Le lobby del Vaticano
La crisi all’interno del Vaticano è tuttora drammatica. Ci sono fazioni, lobby, gruppi di potere, cardinali in lotta... Quando nel 2011 mi arrivò la notizia che il patriarca di Venezia, Angelo Scola, sarebbe diventato arcivescovo di Milano, mi chiesi perché mandassero un patriarca di settant’anni nella diocesi più grande del mondo. Dietro quella nomina c’era un calcolo preciso: le cause di beatificazione devono iniziare nelle diocesi di appartenenza del servo di Dio, e Scola era il cardinale giusto per avviare la pratica a favore di don Giussani. Né Martini né Tettamanzi si sarebbero mai sognati di beatificarlo. Dopo qualche mese che era a Milano, Scola ha aperto la causa di beatificazione. Sarà una coincidenza?
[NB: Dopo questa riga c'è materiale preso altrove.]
use crate::{
    locator::DEFAULT_DEPTH_SLOT,
    provider::{direct, stream},
};
use clap::{Parser, ValueEnum};
use serde::Serialize;
use std::time::Duration;
use thiserror::Error;
use url::Url;

#[derive(Debug, Clone, Copy, PartialEq, Eq, ValueEnum, Serialize)]
#[serde(rename_all = "lowercase")]
pub enum ProviderKind {
    /// Inline data-uri submission polled by prediction id
    Direct,
    /// File upload polled through an event stream
    Stream,
}

#[derive(Debug, Error)]
pub enum ConfigError {
    #[error("invalid provider url: {0}")]
    Url(#[from] url::ParseError),

    #[error("provider url must be http or https, got {0}")]
    UnsupportedScheme(String),

    #[error("failed to build http client: {0}")]
    Client(#[from] reqwest::Error),
}

#[derive(Parser, Debug, Clone, Serialize)]
pub struct PipelineConfig {
    /// Which provider wire format to use
    #[arg(long, env = "PROVIDER", value_enum, default_value_t = ProviderKind::Stream)]
    pub provider: ProviderKind,

    /// Provider base url; defaults to the public endpoint of the selected provider
    #[arg(long, env = "PROVIDER_URL")]
    pub provider_url: Option<String>,

    /// Bearer token for the direct provider
    #[arg(long, env = "REPLICATE_API_TOKEN", hide_env_values = true)]
    #[serde(skip_serializing)]
    pub api_token: Option<String>,

    #[arg(long, env = "MODEL_VERSION", default_value = direct::DEFAULT_MODEL_VERSION)]
    pub model_version: String,

    /// Output field holding the depth map url (direct provider)
    #[arg(long, env = "RESULT_FIELD", default_value = direct::DEFAULT_RESULT_FIELD)]
    pub result_field: String,

    /// Output slot holding the depth map (stream provider)
    #[arg(long, env = "RESULT_SLOT", default_value_t = DEFAULT_DEPTH_SLOT)]
    pub result_slot: usize,

    #[arg(long, env = "POLL_INTERVAL_MS", default_value_t = 2000)]
    pub poll_interval_ms: u64,

    #[arg(long, env = "POLL_TIMEOUT_SECS", default_value_t = 30)]
    pub poll_timeout_secs: u64,

    /// Upper bound on any single outbound request
    #[arg(long, env = "REQUEST_TIMEOUT_SECS", default_value_t = 120)]
    pub request_timeout_secs: u64,
}

impl PipelineConfig {
    /// Get the provider base url
    pub fn provider_url(&self) -> Result<Url, ConfigError> {
        let raw = match (&self.provider_url, self.provider) {
            (Some(url), _) => url.as_str(),
            (None, ProviderKind::Direct) => direct::DEFAULT_BASE_URL,
            (None, ProviderKind::Stream) => stream::DEFAULT_BASE_URL,
        };
        let url = Url::parse(raw)?;
        match url.scheme() {
            "http" | "https" => Ok(url),
            other => Err(ConfigError::UnsupportedScheme(other.to_string())),
        }
    }

    pub fn poll_interval(&self) -> Duration {
        Duration::from_millis(self.poll_interval_ms)
    }

    pub fn poll_timeout(&self) -> Duration {
        Duration::from_secs(self.poll_timeout_secs)
    }

    pub fn request_timeout(&self) -> Duration {
        Duration::from_secs(self.request_timeout_secs)
    }

    pub fn http_client(&self) -> Result<reqwest::Client, ConfigError> {
        Ok(reqwest::Client::builder()
            .timeout(self.request_timeout())
            .build()?)
    }
}
pub mod config;
pub mod decoder;
pub mod error;
pub mod event;
pub mod locator;
pub mod pipeline;
pub mod poll;
pub mod provider;
pub mod types;

pub use config::{PipelineConfig, ProviderKind};
pub use error::{ErrorCategory, FetchError};
pub use pipeline::{Pipeline, Provider};
pub use types::{DepthSurface, JobHandle, JobStatus, ResultReference};
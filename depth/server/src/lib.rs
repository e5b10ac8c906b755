pub mod env;
pub mod http;
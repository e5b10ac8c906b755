//! Two-phase Gradio-style API. The image is uploaded as a file, the stored path
//! is submitted to the `on_submit` endpoint, and the resulting event id is
//! polled for an event-stream body.

use super::{
    accept_submission, endpoint,
    types::{PollerT, SubmitterT},
};
use crate::{
    error::{PollError, SubmissionError},
    event::{self, EventBody},
    locator::ResultLocator,
    poll::{poll_until, Tick},
    types::{JobHandle, ResultReference},
};
use reqwest::{
    multipart::{Form, Part},
    Client,
};
use serde::{Deserialize, Serialize};
use serde_json::Value;
use std::time::Duration;
use tracing::{debug, info, instrument};
use url::Url;

pub const DEFAULT_BASE_URL: &str = "https://depth-anything-depth-anything-v2.hf.space";

const API_NAME: &str = "on_submit";
const UPLOAD_FIELD: &str = "files";
const UPLOAD_FILE_NAME: &str = "image.jpg";
const FILE_DATA_TYPE: &str = "gradio.FileData";

#[derive(Debug, Serialize)]
struct FileMeta {
    #[serde(rename = "_type")]
    kind: &'static str,
}

#[derive(Debug, Serialize)]
struct FileData {
    path: String,
    meta: FileMeta,
}

#[derive(Debug, Serialize)]
struct CallRequest {
    data: Vec<FileData>,
}

#[derive(Debug, Deserialize)]
struct CallResponse {
    event_id: String,
}

#[derive(Clone)]
pub struct UploadSubmitter {
    client: Client,
    base: Url,
}

impl UploadSubmitter {
    pub fn new(client: Client, base: Url) -> Self {
        Self { client, base }
    }

    /// Upload the raw bytes and return the server-side path they were stored at.
    async fn upload(&self, image: &[u8]) -> Result<String, SubmissionError> {
        let mime = image::guess_format(image)
            .map(|f| f.to_mime_type())
            .unwrap_or("application/octet-stream");
        let part = Part::bytes(image.to_vec())
            .file_name(UPLOAD_FILE_NAME)
            .mime_str(mime)
            .map_err(|e| SubmissionError::Encoding(format!("upload part: {}", e)))?;
        let form = Form::new().part(UPLOAD_FIELD, part);
        let resp = self
            .client
            .post(endpoint(&self.base, &["upload"]))
            .multipart(form)
            .send()
            .await?;
        let body = accept_submission(resp).await?.text().await?;
        let paths: Vec<String> = serde_json::from_str(&body)
            .map_err(|e| SubmissionError::Encoding(format!("upload response: {}", e)))?;
        let path = paths.into_iter().next().ok_or_else(|| {
            SubmissionError::ProviderRejected("upload response listed no stored path".to_string())
        })?;
        info!(%path, "uploaded image");
        Ok(path)
    }

    async fn call(&self, path: String) -> Result<JobHandle, SubmissionError> {
        let request = CallRequest {
            data: vec![FileData {
                path,
                meta: FileMeta {
                    kind: FILE_DATA_TYPE,
                },
            }],
        };
        let resp = self
            .client
            .post(endpoint(&self.base, &["call", API_NAME]))
            .json(&request)
            .send()
            .await?;
        let body = accept_submission(resp).await?.text().await?;
        let CallResponse { event_id } = serde_json::from_str(&body)
            .map_err(|e| SubmissionError::Encoding(format!("event id response: {}", e)))?;
        info!(%event_id, "got event id");
        Ok(JobHandle::new(event_id))
    }
}

impl SubmitterT for UploadSubmitter {
    #[instrument(skip_all, level = "info", fields(len = image.len()))]
    async fn submit(&self, image: &[u8]) -> Result<JobHandle, SubmissionError> {
        if image.is_empty() {
            return Err(SubmissionError::EmptyInput);
        }
        let path = self.upload(image).await?;
        self.call(path).await
    }
}

/// Polls `GET <base>/call/on_submit/<event_id>` and reads the event body.
#[derive(Clone)]
pub struct EventStreamPoller {
    client: Client,
    base: Url,
    locator: ResultLocator,
    interval: Duration,
}

impl EventStreamPoller {
    pub fn new(client: Client, base: Url, locator: ResultLocator, interval: Duration) -> Self {
        Self {
            client,
            base,
            locator,
            interval,
        }
    }

    /// The status code is not consulted: only the body decides the job state,
    /// so a 404 for an event that is not registered yet keeps polling.
    async fn check(&self, handle: &JobHandle) -> Result<Tick, PollError> {
        let url = endpoint(&self.base, &["call", API_NAME, handle.as_str()]);
        let resp = self.client.get(url).send().await?;
        let status = resp.status();
        let body = resp.text().await?;
        if !status.is_success() {
            debug!(%status, "event poll returned a non-success status");
        }
        Ok(self.interpret(&body))
    }

    fn interpret(&self, body: &str) -> Tick {
        match EventBody::classify(body) {
            EventBody::Error => Tick::Failed("provider returned an error event".to_string()),
            EventBody::Pending => {
                let events: Vec<String> = event::parse_blocks(body)
                    .into_iter()
                    .map(|b| b.event)
                    .collect();
                debug!(?events, "job not complete");
                Tick::Pending
            }
            EventBody::Complete(payload) => {
                let slots = match serde_json::from_str::<Vec<Value>>(&payload) {
                    Ok(slots) => slots,
                    Err(e) => return Tick::Malformed(format!("complete event payload: {}", e)),
                };
                match self.locator.locate(&slots) {
                    Ok(reference) => {
                        info!(%reference, "got depth map url");
                        Tick::Succeeded(reference)
                    }
                    Err(e) => Tick::Malformed(e.to_string()),
                }
            }
        }
    }
}

impl PollerT for EventStreamPoller {
    #[instrument(skip_all, level = "info", fields(event_id = %handle))]
    async fn wait(
        &self,
        handle: &JobHandle,
        deadline: Duration,
    ) -> Result<ResultReference, PollError> {
        poll_until(self.interval, deadline, || self.check(handle)).await
    }
}
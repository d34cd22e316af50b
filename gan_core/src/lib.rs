//! WaveGAN synthesis with per-stage capture.
//!
//! [`SynthesisService`] owns a lazily loaded generator and turns a
//! categorical code into a waveform, or into one time-aligned WAV per
//! internal stage (`z_project`, `upconv0`..`upconv5`, `final`).

mod adapter;
pub mod config;
mod error;
pub mod generator;
mod latent;
mod resample;
mod service;
mod stage;
pub mod wav;
pub mod wavegan;

pub use adapter::GeneratorAdapter;
pub use config::{
    locate_checkpoint, locate_checkpoint_in, DevicePreference, GeneratorConfig, Precision, Variant,
};
pub use error::{Result, SynthError};
pub use generator::{CaptureScope, Generator, HookRegistry, HookToken};
pub use latent::{CategoricalCode, LatentVector, CODE_LEN, LATENT_DIM};
pub use resample::resample;
pub use service::{unique_run_name, GeneratorLoader, SynthesisService};
pub use stage::{
    stage_rank, CapturedStage, RawCapture, StageArtifact, SynthesisResult, FINAL_STAGE, STAGE_ORDER,
};
pub use wav::{encode_wav_bytes, peak_normalize, read_wav_file, write_wav_file, SAMPLE_RATE};
pub use wavegan::WaveGan;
Ecco la conferma di quanto sia forte la lobby di Comunione e liberazione dentro la Chiesa e quanto Ratzinger ne fosse influenzato. Le lobby in Vaticano hanno indebolito e in parte costretto alle dimissioni papa Benedetto XVI: una di queste è l’Opus Dei, poi ci sono i Legionari di Cristo (il loro fondatore, monsignor Maciel, si è macchiato di colpe gravissime, provate, e Ratzinger sapeva tutto), Comunione e liberazione, gli Araldi di Cristo, Sant’Egidio, che è alle dirette dipendenze della segreteria di Stato. C’è poi una lobby omosessuale molto forte: un gruppo di vescovi che nasconde la propria omosessualità e la sublima non nella castità, bensì nella ricerca del potere; cercano di allungare la catena che li unisce creando altri vescovi omosessuali.